If your siding is just moderately soiled you can clean with a hose that has a sprayer end on it, or just use a car-washing brush and water. Always start at the bottom and work your way UP when washing siding so the water doesn't drip down, causing streaks that are sometimes hard to remove. You can use this solution for the siding if it needs more cleaning:

Mix 1/3 cup powdered laundry detergent and 2/3 cup powdered household cleaner like Spic & Span, in one gallon of water. Use the same method starting at the bottom and rinse the siding with water before the soap dries. If you find any mildew on the siding you can mix water and vinegar together and wash the area, then rinse.


Don't use a high pressure sprayer on wood siding. Depending on the type of wood and the age it could damage it and leave marks. Use a mild soap solution as mentioned for vinyl siding and again use the vinegar solution (3 parts water to 1 part of vinegar) to clean any mildew. When doing this test a section of the siding first to make sure it doesn't fade the paint. Also wear protective gloves and wash carefully so you don't damage plants around the house.

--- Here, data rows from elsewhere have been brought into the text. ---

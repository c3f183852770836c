use async_trait::async_trait;
use std::future::Future;
use std::time::Duration;
use thiserror::Error;

use crate::models::{DriverProfile, RideOffer, RideQuery, RiderProfile};

/// Errors that can occur when reading from the ride store
#[derive(Debug, Error)]
pub enum StoreError {
    #[error("HTTP request failed: {0}")]
    RequestError(#[from] reqwest::Error),

    #[error("API returned error: {0}")]
    ApiError(String),

    #[error("Not found: {0}")]
    NotFound(String),

    #[error("Unauthorized: invalid API key or token")]
    Unauthorized,

    #[error("Invalid response format: {0}")]
    InvalidResponse(String),

    #[error("Lookup timed out after {0:?}")]
    Timeout(Duration),
}

/// Read-only access to ride, driver and rider records
///
/// Implementations must be cheap to share across requests; the matcher
/// holds one behind an `Arc` and issues lookups concurrently.
#[async_trait]
pub trait RideStore: Send + Sync {
    /// Rides near the query's pickup that are live or scheduled
    async fn fetch_candidate_rides(&self, query: &RideQuery) -> Result<Vec<RideOffer>, StoreError>;

    /// Driver profile joined with vehicle and verification records
    async fn driver_profile(&self, driver_id: &str) -> Result<DriverProfile, StoreError>;

    /// Passenger gender and safety preference
    async fn rider_profile(&self, user_id: &str) -> Result<RiderProfile, StoreError>;
}

/// Run a store lookup under a deadline
pub async fn with_deadline<T, F>(deadline: Duration, lookup: F) -> Result<T, StoreError>
where
    F: Future<Output = Result<T, StoreError>>,
{
    match tokio::time::timeout(deadline, lookup).await {
        Ok(result) => result,
        Err(_) => Err(StoreError::Timeout(deadline)),
    }
}

/// Mean of raw ratings, 0.0 when there are none
pub fn average_rating(ratings: &[f64]) -> f64 {
    let valid: Vec<f64> = ratings.iter().copied().filter(|r| r.is_finite()).collect();
    if valid.is_empty() {
        return 0.0;
    }
    valid.iter().sum::<f64>() / valid.len() as f64
}
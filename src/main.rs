use actix_cors::Cors;
use actix_web::{error, http::StatusCode, middleware, web, App, HttpResponse, HttpServer};
use carpool_match::config::{LoggingSettings, Settings};
use carpool_match::core::{FareCalculator, Matcher, ScoringEngine};
use carpool_match::routes::{self, AppState};
use carpool_match::services::{AppwriteClient, AppwriteCollections, CacheManager, CachedRideStore, RideStore};
use std::sync::Arc;
use std::time::Duration;
use tracing::{error, info, warn};
use tracing_subscriber::EnvFilter;

/// JSON error response for JSON payload errors
#[derive(Debug, serde::Serialize)]
pub struct JsonError {
    pub error: String,
    pub message: String,
    pub status_code: u16,
}

impl std::fmt::Display for JsonError {
    fn fmt(&self, f: &mut std::fmt::Formatter<'_>) -> std::fmt::Result {
        write!(f, "{}: {}", self.error, self.message)
    }
}

impl std::error::Error for JsonError {}

impl error::ResponseError for JsonError {
    fn error_response(&self) -> HttpResponse {
        HttpResponse::build(StatusCode::from_u16(self.status_code).unwrap_or(StatusCode::BAD_REQUEST)).json(self)
    }
}

/// Handle JSON payload errors
pub fn handle_json_payload_error(err: error::JsonPayloadError, req: &actix_web::HttpRequest) -> actix_web::Error {
    tracing::info!("JSON payload error on {}: {}", req.path(), err);
    JsonError {
        error: "invalid_json".to_string(),
        message: format!("Invalid JSON: {}", err),
        status_code: 400,
    }
    .into()
}

fn init_tracing(logging: &LoggingSettings) {
    let filter = EnvFilter::try_from_default_env().unwrap_or_else(|_| EnvFilter::new(&logging.level));

    let subscriber = tracing_subscriber::fmt()
        .with_env_filter(filter)
        .with_target(false)
        .with_level(true);

    if logging.format == "pretty" {
        subscriber.pretty().init();
    } else {
        subscriber.json().init();
    }
}

/// L1+L2 when Redis is configured and reachable, otherwise L1 only
async fn build_cache(settings: &Settings) -> Arc<CacheManager> {
    let ttl = settings.cache.ttl_secs.unwrap_or(300);
    let l1_size = settings.cache.l1_cache_size.unwrap_or(1000);

    if let Some(redis_url) = &settings.cache.redis_url {
        match CacheManager::new(redis_url, l1_size, ttl).await {
            Ok(cache) => {
                info!("Cache manager initialized with Redis (L1: {} entries, TTL: {}s)", l1_size, ttl);
                return Arc::new(cache);
            }
            Err(e) => warn!("Failed to connect to Redis ({}), falling back to in-memory cache", e),
        }
    }

    info!("Cache manager initialized in memory (L1: {} entries, TTL: {}s)", l1_size, ttl);
    Arc::new(CacheManager::in_memory(l1_size, ttl))
}

#[actix_web::main]
async fn main() -> std::io::Result<()> {
    // Load .env file if present
    dotenv::dotenv().ok();

    let settings = Settings::load().map_err(|e| {
        eprintln!("Failed to load configuration: {}", e);
        std::io::Error::new(std::io::ErrorKind::InvalidInput, e)
    })?;

    init_tracing(&settings.logging);
    info!("Starting campus carpool matching service...");

    let collections = AppwriteCollections {
        rides: settings.collection.rides.clone(),
        profiles: settings.collection.profiles.clone(),
        vehicles: settings.collection.vehicles.clone(),
    };

    let appwrite = AppwriteClient::new(
        settings.appwrite.endpoint.clone(),
        settings.appwrite.api_key.clone(),
        settings.appwrite.project_id.clone(),
        settings.appwrite.database_id.clone(),
        collections,
        Duration::from_secs(settings.appwrite.request_timeout_secs.unwrap_or(10)),
    )
    .map_err(|e| {
        error!("Failed to build Appwrite client: {}", e);
        std::io::Error::new(std::io::ErrorKind::Other, e)
    })?;

    info!("Appwrite client initialized");

    let store: Arc<dyn RideStore> = Arc::new(CachedRideStore::new(appwrite, build_cache(&settings).await));

    let weights = settings.scoring.weights.normalized().map_err(|e| {
        error!("Invalid scoring weights: {}", e);
        std::io::Error::new(std::io::ErrorKind::InvalidInput, e)
    })?;

    let engine = ScoringEngine::new(FareCalculator::new(settings.fare), settings.matching.eligibility_policy);
    let matcher = Matcher::new(store, engine, weights)
        .with_lookup_timeout(settings.matching.lookup_timeout())
        .with_candidate_limit(settings.matching.candidate_limit);

    info!(
        "Matcher initialized with weights {:?}, {:?} eligibility policy",
        weights, settings.matching.eligibility_policy
    );

    let app_state = AppState {
        matcher,
        matching: settings.matching.clone(),
    };

    let host = settings.server.host.clone();
    let port = settings.server.port;
    let workers = settings.server.workers.unwrap_or(4);

    info!("Starting HTTP server on {}:{}", host, port);

    HttpServer::new(move || {
        App::new()
            .app_data(web::Data::new(app_state.clone()))
            .app_data(web::JsonConfig::default().error_handler(handle_json_payload_error))
            .wrap(Cors::permissive())
            .wrap(middleware::Logger::default())
            .wrap(middleware::Compress::default())
            .configure(routes::configure_routes)
    })
    .workers(workers)
    .bind((host, port))?
    .run()
    .await
}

Once a year spray your brick off with the hose and a spray nozzle. You may find moss or mildew on brick too. A solution of one cup of bleach mixed with a gallon of water can be used with a stiff brush to clean this off. Don't use wire brushes or synthetic brushes--they can discolor the brick--use a natural fiber brush. Soak the brick before washing with the bleach solution.


To clean stone walls, fences or other structures, wash with a mild soap solution.. Rinse well with clear water and let dry.


If you are thinking about painting your house this year wait until the days are milder-no 90 degree days-but it should be above 50 degrees with no rain predicted for at least 2 days. Paint in the shade whenever possible---starting on the shady side first and working your way around. This goes for any outside painting projects.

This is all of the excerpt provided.